You ask, “why would Sri Ramana advise us to try to attend the ‘I’ that is conscious of both ourself and other things, instead of just ourself (without other things)”, but when I wrote that he “advises us to try to attend only to ourself, the ‘I’ who is conscious of both ourself and all those other things”, I did not mean to imply that we should be conscious of anything other than ourself. In fact I wrote ‘attend only to ourself’, which clearly implies that we should not be conscious of anything else.
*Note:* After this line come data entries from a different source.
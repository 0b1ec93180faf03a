//! Model module containing data structures

mod forecast;
mod window;

pub use forecast::Forecast;
pub use window::Window;
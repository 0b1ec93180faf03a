//! Forecast result model

use serde::{Deserialize, Serialize};

/// A one-step forecast together with the state that produced it
#[derive(Debug, Clone, PartialEq, Serialize, Deserialize)]
pub struct Forecast {
    /// Forecast in the original units of the series
    pub value: f64,
    /// Raw model output before inverse scaling
    pub scaled: f64,
    /// Minimum of the usable series
    pub min: f64,
    /// Maximum of the usable series
    pub max: f64,
    /// Number of usable (non-missing) points the scaler was fitted on
    pub points_used: usize,
    /// Number of missing entries dropped from the input
    pub points_dropped: usize,
    /// Length of the window passed to the model
    pub window_size: usize,
}
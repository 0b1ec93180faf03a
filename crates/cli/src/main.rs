//! # ghg-cli
//!
//! Command-line interface for fetching hourly air-quality readings and
//! forecasting the next CO value.

use clap::{Args, Parser, Subcommand};
use data_facade::{
    latest_value, next_timestamp, raw_series, short_term_trend, AirQualityClient, Coordinates,
    FetchConfigBuilder, ManualLocationProvider, Observation, Pollutant, SeriesSource,
    SqliteStore, DEFAULT_DATABASE, DEFAULT_PAST_DAYS,
};
use forecast_facade::{
    apply_env_overrides, load_config, ForecastConfig, ForecastConfigBuilder, ForecastPipeline,
};
use std::fs::File;
use std::io::BufReader;
use std::path::{Path, PathBuf};
use std::process::ExitCode;
use tracing_subscriber::{layer::SubscriberExt, util::SubscriberInitExt};

type CliResult<T> = std::result::Result<T, String>;

#[derive(Parser)]
#[command(name = "ghg")]
#[command(about = "Air-quality readings and CO forecasting CLI", long_about = None)]
struct Cli {
    #[command(subcommand)]
    command: Commands,
}

/// Forecast settings shared by every command that predicts
#[derive(Args, Debug, Default)]
struct ForecastArgs {
    /// TOML configuration file
    #[arg(long)]
    config: Option<PathBuf>,

    /// Model weight file (overrides the configuration)
    #[arg(short, long)]
    model: Option<PathBuf>,

    /// Trailing window length
    #[arg(short, long)]
    window: Option<usize>,

    /// Minimum number of usable readings
    #[arg(long)]
    min_history: Option<usize>,
}

#[derive(Subcommand)]
enum Commands {
    /// Predict the next value of a series read from a file
    Predict {
        /// Input file (CSV or JSON)
        #[arg(short, long)]
        input: PathBuf,

        /// Column name or index holding the series
        #[arg(short, long, default_value = "co")]
        column: String,

        #[command(flatten)]
        forecast: ForecastArgs,

        /// Output file (optional)
        #[arg(short, long)]
        output: Option<PathBuf>,
    },

    /// Fetch recent hourly readings for a location
    Fetch {
        /// Latitude in degrees (defaults to Kolkata)
        #[arg(long, allow_hyphen_values = true)]
        lat: Option<String>,

        /// Longitude in degrees (defaults to Kolkata)
        #[arg(long, allow_hyphen_values = true)]
        lon: Option<String>,

        /// Days of history to request
        #[arg(long, default_value_t = DEFAULT_PAST_DAYS)]
        past_days: u32,

        /// Append the readings to this SQLite database
        #[arg(long)]
        save: Option<PathBuf>,

        #[command(flatten)]
        forecast: ForecastArgs,
    },

    /// Summarize the stored history and forecast the next CO value
    History {
        /// SQLite database
        #[arg(long, default_value = DEFAULT_DATABASE)]
        db: PathBuf,

        #[command(flatten)]
        forecast: ForecastArgs,
    },
}

/// Resolve the forecast configuration: file, then environment, then flags
fn resolve_config(args: &ForecastArgs) -> CliResult<ForecastConfig> {
    let base = match &args.config {
        Some(path) => load_config(path).map_err(|e| e.to_string())?,
        None => ForecastConfig::default(),
    };
    let base = apply_env_overrides(base).map_err(|e| e.to_string())?;

    let mut builder = ForecastConfigBuilder::from_config(base);
    if let Some(model) = &args.model {
        builder = builder.model_path(model);
    }
    if let Some(window) = args.window {
        builder = builder.window_size(window);
    }
    if let Some(min_history) = args.min_history {
        builder = builder.min_history(min_history);
    }
    builder.build().map_err(|e| e.to_string())
}

fn parse_cell(text: &str) -> f64 {
    text.trim().parse::<f64>().unwrap_or(f64::NAN)
}

/// Load a series from a CSV file; blank or non-numeric cells stay missing
fn load_csv_series(path: &Path, column: &str) -> CliResult<Vec<f64>> {
    let file = File::open(path).map_err(|e| format!("Failed to open file: {}", e))?;
    let mut reader = csv::Reader::from_reader(BufReader::new(file));

    let headers = reader
        .headers()
        .map_err(|e| format!("Failed to read headers: {}", e))?
        .clone();

    let col_idx = match headers.iter().position(|h| h.trim() == column) {
        Some(idx) => idx,
        None => column
            .parse::<usize>()
            .ok()
            .filter(|&idx| idx < headers.len())
            .ok_or_else(|| format!("Column '{}' not found", column))?,
    };

    let mut data = Vec::new();
    for result in reader.records() {
        let record = result.map_err(|e| format!("Failed to read record: {}", e))?;
        data.push(record.get(col_idx).map(parse_cell).unwrap_or(f64::NAN));
    }

    if data.is_empty() {
        return Err("No rows found in the input".to_string());
    }
    Ok(data)
}

fn json_number(value: &serde_json::Value) -> f64 {
    match value {
        serde_json::Value::Number(n) => n.as_f64().unwrap_or(f64::NAN),
        serde_json::Value::String(s) => parse_cell(s),
        _ => f64::NAN,
    }
}

/// Load a series from JSON.
///
/// Accepts an array of numbers (`null` for missing), an array of objects
/// keyed by `column`, or an object with a `series`, `values` or `data` array.
fn load_json_series(path: &Path, column: &str) -> CliResult<Vec<f64>> {
    let file = File::open(path).map_err(|e| format!("Failed to open file: {}", e))?;
    let json: serde_json::Value = serde_json::from_reader(BufReader::new(file))
        .map_err(|e| format!("Failed to parse JSON: {}", e))?;
    series_from_json(&json, column)
}

fn series_from_json(json: &serde_json::Value, column: &str) -> CliResult<Vec<f64>> {
    let array = match json {
        serde_json::Value::Array(arr) => Some(arr),
        serde_json::Value::Object(obj) => ["series", "values", "data", column]
            .iter()
            .find_map(|key| obj.get(*key).and_then(|v| v.as_array())),
        _ => None,
    }
    .ok_or_else(|| "Could not find a series in the JSON input".to_string())?;

    if array.iter().all(|v| !v.is_object()) {
        return Ok(array.iter().map(json_number).collect());
    }
    let data: Vec<f64> = array
        .iter()
        .map(|row| row.get(column).map(json_number).unwrap_or(f64::NAN))
        .collect();
    if data.iter().all(|v| v.is_nan()) {
        return Err(format!("Column '{}' not found in JSON rows", column));
    }
    Ok(data)
}

/// Load data from file (auto-detect format)
fn load_series(path: &Path, column: &str) -> CliResult<Vec<f64>> {
    let ext = path
        .extension()
        .and_then(|e| e.to_str())
        .unwrap_or("")
        .to_lowercase();

    match ext.as_str() {
        "csv" => load_csv_series(path, column),
        "json" => load_json_series(path, column),
        _ => load_csv_series(path, column).or_else(|_| load_json_series(path, column)),
    }
}

fn write_json(json: &serde_json::Value, output: Option<&PathBuf>) -> CliResult<()> {
    let text =
        serde_json::to_string_pretty(json).map_err(|e| format!("Failed to write JSON: {}", e))?;
    match output {
        Some(path) => {
            std::fs::write(path, text).map_err(|e| format!("Failed to create output: {}", e))?;
            println!("Results written to {:?}", path);
        }
        None => println!("{}", text),
    }
    Ok(())
}

/// Run predict command
fn run_predict(
    input: PathBuf,
    column: String,
    args: ForecastArgs,
    output: Option<PathBuf>,
) -> CliResult<()> {
    let config = resolve_config(&args)?;
    let series = load_series(&input, &column)?;
    tracing::info!(points = series.len(), input = %input.display(), "loaded series");

    let pipeline = ForecastPipeline::from_config(config).map_err(|e| e.to_string())?;
    let forecast = pipeline
        .predict_next_detailed(&series)
        .map_err(|e| e.to_string())?;

    write_json(
        &serde_json::json!({
            "model": pipeline.model().name(),
            "column": column,
            "forecast": forecast,
        }),
        output.as_ref(),
    )
}

/// Resolve coordinates typed on the command line
fn resolve_location(lat: Option<String>, lon: Option<String>) -> CliResult<Coordinates> {
    match (lat, lon) {
        (None, None) => Ok(Coordinates::default()),
        (lat, lon) => ManualLocationProvider::new(lat.unwrap_or_default(), lon.unwrap_or_default())
            .parse()
            .map_err(|e| e.to_string()),
    }
}

/// Readings summary printed by `fetch` and `history`
fn summary(rows: &[Observation], pipeline: Option<&ForecastPipeline>) -> serde_json::Value {
    let latest: serde_json::Map<String, serde_json::Value> = Pollutant::ALL
        .iter()
        .filter_map(|&p| {
            latest_value(rows, p).map(|(value, timestamp)| {
                (
                    p.column().to_string(),
                    serde_json::json!({ "value": value, "timestamp": timestamp }),
                )
            })
        })
        .collect();

    let co_forecast = match pipeline {
        Some(pipeline) => match pipeline.predict_next_detailed(&raw_series(rows, Pollutant::Co)) {
            Ok(f) => serde_json::json!({
                "value": f.value,
                "for_timestamp": next_timestamp(rows),
                "points_used": f.points_used,
            }),
            Err(e) => serde_json::json!({ "error": e.to_string() }),
        },
        None => serde_json::Value::Null,
    };

    serde_json::json!({
        "rows": rows.len(),
        "latest": latest,
        "ozone_trend": short_term_trend(rows, Pollutant::O3),
        "co_forecast": co_forecast,
    })
}

/// Forecast pipeline when a model can be loaded; readings are still shown otherwise
fn optional_pipeline(args: &ForecastArgs) -> CliResult<Option<ForecastPipeline>> {
    let config = resolve_config(args)?;
    match ForecastPipeline::from_config(config) {
        Ok(pipeline) => Ok(Some(pipeline)),
        Err(e) => {
            tracing::warn!(error = %e, "forecast skipped");
            Ok(None)
        }
    }
}

/// Run fetch command
async fn run_fetch(
    lat: Option<String>,
    lon: Option<String>,
    past_days: u32,
    save: Option<PathBuf>,
    args: ForecastArgs,
) -> CliResult<()> {
    let coordinates = resolve_location(lat, lon)?;
    let config = FetchConfigBuilder::new()
        .coordinates(coordinates)
        .past_days(past_days)
        .build()
        .map_err(|e| e.to_string())?;

    let client = AirQualityClient::new(config);
    let rows = client.observations().await.map_err(|e| e.to_string())?;

    if let Some(path) = save {
        let store = SqliteStore::open(&path).await.map_err(|e| e.to_string())?;
        let inserted = store.append(&rows).await.map_err(|e| e.to_string())?;
        println!("Saved {} rows to {:?}", inserted, path);
    }

    let pipeline = optional_pipeline(&args)?;
    let mut json = summary(&rows, pipeline.as_ref());
    json["location"] = serde_json::json!(coordinates);
    write_json(&json, None)
}

/// Run history command
async fn run_history(db: PathBuf, args: ForecastArgs) -> CliResult<()> {
    if !db.exists() {
        return Err(format!("Database {:?} does not exist", db));
    }
    let store = SqliteStore::open(&db).await.map_err(|e| e.to_string())?;
    let rows = store.observations().await.map_err(|e| e.to_string())?;
    let pipeline = optional_pipeline(&args)?;
    write_json(&summary(&rows, pipeline.as_ref()), None)
}

#[tokio::main]
async fn main() -> ExitCode {
    dotenvy::dotenv().ok();

    tracing_subscriber::registry()
        .with(tracing_subscriber::fmt::layer().with_writer(std::io::stderr))
        .with(
            tracing_subscriber::EnvFilter::try_from_default_env()
                .unwrap_or_else(|_| "ghg_cli=info,forecast_core=warn,data_core=info".into()),
        )
        .init();

    let cli = Cli::parse();

    let result = match cli.command {
        Commands::Predict {
            input,
            column,
            forecast,
            output,
        } => run_predict(input, column, forecast, output),

        Commands::Fetch {
            lat,
            lon,
            past_days,
            save,
            forecast,
        } => run_fetch(lat, lon, past_days, save, forecast).await,

        Commands::History { db, forecast } => run_history(db, forecast).await,
    };

    match result {
        Ok(()) => ExitCode::SUCCESS,
        Err(e) => {
            eprintln!("Error: {}", e);
            ExitCode::FAILURE
        }
    }
}
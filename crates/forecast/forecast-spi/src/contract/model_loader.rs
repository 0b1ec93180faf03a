//! Model loader trait

use std::path::Path;

use crate::contract::SharedModel;
use crate::error::Result;

/// Deserializes a pre-trained model from persistent storage.
///
/// Any failure to produce a usable model must be reported as
/// [`ForecastError::ModelUnavailable`](crate::ForecastError::ModelUnavailable).
pub trait ModelLoader: Send + Sync {
    /// Load the model stored at `path`
    fn load(&self, path: &Path) -> Result<SharedModel>;

    /// Short name of the storage format this loader understands
    fn format(&self) -> &str;
}

impl<L: ModelLoader + ?Sized> ModelLoader for Box<L> {
    fn load(&self, path: &Path) -> Result<SharedModel> {
        (**self).load(path)
    }

    fn format(&self) -> &str {
        (**self).format()
    }
}
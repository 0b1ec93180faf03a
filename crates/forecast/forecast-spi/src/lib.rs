//! Forecast Service Provider Interface
//!
//! Defines the contracts of the one-step forecasting pipeline: scaling
//! steps, sequence models and the loaders that bring them in from storage.

pub mod contract;
pub mod error;
pub mod model;

// Re-export all public items at crate root for convenience
pub use contract::{ExclusiveModel, ModelLoader, ModelResult, PipelineStep, SequenceModel, SharedModel};
pub use error::{ForecastError, Result};
pub use model::{Forecast, Window};
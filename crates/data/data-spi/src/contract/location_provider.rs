//! Location provider trait definition.

use async_trait::async_trait;

use crate::error::Result;
use crate::model::Coordinates;

/// Resolves the coordinates a dashboard session refers to.
///
/// Which variant is used is decided when the application is composed.
#[async_trait]
pub trait LocationProvider: Send + Sync {
    /// Provider name.
    fn name(&self) -> &str;

    /// Resolve the current coordinates.
    async fn locate(&self) -> Result<Coordinates>;
}
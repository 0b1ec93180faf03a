//! Geographic coordinates.

use serde::{Deserialize, Serialize};

use crate::error::{DataError, Result};

/// Default latitude (Kolkata).
pub const DEFAULT_LATITUDE: f64 = 22.5726;
/// Default longitude (Kolkata).
pub const DEFAULT_LONGITUDE: f64 = 88.3639;

/// A validated latitude/longitude pair in decimal degrees.
#[derive(Debug, Clone, Copy, PartialEq, Serialize, Deserialize)]
pub struct Coordinates {
    latitude: f64,
    longitude: f64,
}

impl Coordinates {
    pub fn new(latitude: f64, longitude: f64) -> Result<Self> {
        if !latitude.is_finite() || latitude.abs() > 90.0 {
            return Err(DataError::InvalidCoordinates(format!(
                "latitude {} outside [-90, 90]",
                latitude
            )));
        }
        if !longitude.is_finite() || longitude.abs() > 180.0 {
            return Err(DataError::InvalidCoordinates(format!(
                "longitude {} outside [-180, 180]",
                longitude
            )));
        }
        Ok(Self {
            latitude,
            longitude,
        })
    }

    pub fn latitude(&self) -> f64 {
        self.latitude
    }

    pub fn longitude(&self) -> f64 {
        self.longitude
    }
}

impl Default for Coordinates {
    fn default() -> Self {
        Self {
            latitude: DEFAULT_LATITUDE,
            longitude: DEFAULT_LONGITUDE,
        }
    }
}

impl std::fmt::Display for Coordinates {
    fn fmt(&self, f: &mut std::fmt::Formatter<'_>) -> std::fmt::Result {
        write!(f, "{:.6}, {:.6}", self.latitude, self.longitude)
    }
}

#[cfg(test)]
mod tests {
    use super::*;

    #[test]
    fn test_valid_coordinates() {
        let c = Coordinates::new(22.5726, 88.3639).unwrap();
        assert_eq!(c.latitude(), 22.5726);
        assert_eq!(c.longitude(), 88.3639);
        assert_eq!(c.to_string(), "22.572600, 88.363900");
        assert_eq!(c, Coordinates::default());
    }

    #[test]
    fn test_bounds_inclusive() {
        assert!(Coordinates::new(90.0, 180.0).is_ok());
        assert!(Coordinates::new(-90.0, -180.0).is_ok());
    }

    #[test]
    fn test_out_of_range() {
        assert!(matches!(
            Coordinates::new(90.5, 0.0),
            Err(DataError::InvalidCoordinates(_))
        ));
        assert!(matches!(
            Coordinates::new(0.0, -180.1),
            Err(DataError::InvalidCoordinates(_))
        ));
        assert!(Coordinates::new(f64::NAN, 0.0).is_err());
    }
}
Now we are conscious of other things, but this ‘I’ who is now conscious of all these other things should try to be conscious of itself alone, because only when we are conscious of nothing other than ourself will we experience ourself as we actually are.

This is the simple but fundamental principle on which Sri Ramana based his essential teachings: so long as we are aware of anything other than ourself, we are experiencing ourself as the ego, so in order to experience ourself as we actually are, we must try to be aware of ourself alone.

Attending to or experiencing anything other than ourself is the food that nourishes and sustains the illusion that we are this ego — the very air that it depends upon in order to survive — so attending to or experiencing ourself alone is depriving our ego of its life-giving food or air, and hence by investigating ourself (that is, trying to be exclusively self-attentive) we are undermining the very foundation on which this illusion is based.

This is the crucial principle that Sri Ramana teaches us in verse 25 of Uḷḷadu Nāṟpadu:
உருப்பற்றி யுண்டா முருப்பற்றி நிற்கு
முருப்பற்றி யுண்டுமிக வோங்கு — முருவிட்
டுருப்பற்றுந் தேடினா லோட்டம் பிடிக்கு
முருவற்ற பேயகந்தை யோர்.

uruppaṯṟi yuṇḍā muruppaṯṟi niṟku
muruppaṯṟi yuṇḍumiha vōṅgu — muruviṭ
ṭuruppaṯṟun tēḍiṉā lōṭṭam piḍikku
muruvaṯṟa pēyahandai yōr.


பதச்சேதம்: உரு பற்றி உண்டாம்; உரு பற்றி நிற்கும்; உரு பற்றி உண்டு மிக ஓங்கும்; உரு விட்டு, உரு பற்றும்; தேடினால் ஓட்டம் பிடிக்கும், உரு அற்ற பேய் அகந்தை. ஓர்.

Padacchēdam (word-separation): uru paṯṟi uṇḍām; uru paṯṟi niṯkum; uru paṯṟi uṇḍu miha ōṅgum; uru viṭṭu, uru paṯṟum; tēḍiṉāl ōṭṭam piḍikkum, uru aṯṟa pēy ahandai. ōr.

அன்வயம்: உரு அற்ற பேய் அகந்தை உரு பற்றி உண்டாம்; உரு பற்றி நிற்கும்; உரு பற்றி உண்டு மிக ஓங்கும்; உரு விட்டு, உரு பற்றும்; தேடினால் ஓட்டம் பிடிக்கும். ஓர்.

Anvayam (words rearranged in natural prose order): uru aṯṟa pēy ahandai uru paṯṟi uṇḍām; uru paṯṟi niṯkum; uru paṯṟi uṇḍu miha ōṅgum; uru viṭṭu, uru paṯṟum; tēḍiṉāl ōṭṭam piḍikkum. ōr.

English translation: Grasping form, the formless phantom-ego rises into being; grasping form it stands [or endures]; grasping and feeding on form it grows [or flourishes] abundantly; leaving [one] form, it grasps [another] form. If sought [examined or investigated], it will take flight. Investigate [or know thus].
Here உரு (uru) or ‘form’ means anything other than ourself — that is, anything that has any features that distinguish it from what we actually are. Hence by attending to or experiencing anything other than ourself we are sustaining our ego by ‘grasping form’ and ‘feeding on form’. Therefore if we try to attend to ourself alone, we will thereby cease attending to or ‘grasping’ anything else, and hence our ego will ‘take flight’ — that is, the illusion that we are this ego will dissolve and disappear — and what will then remain is only our essential awareness of ourself as we really are.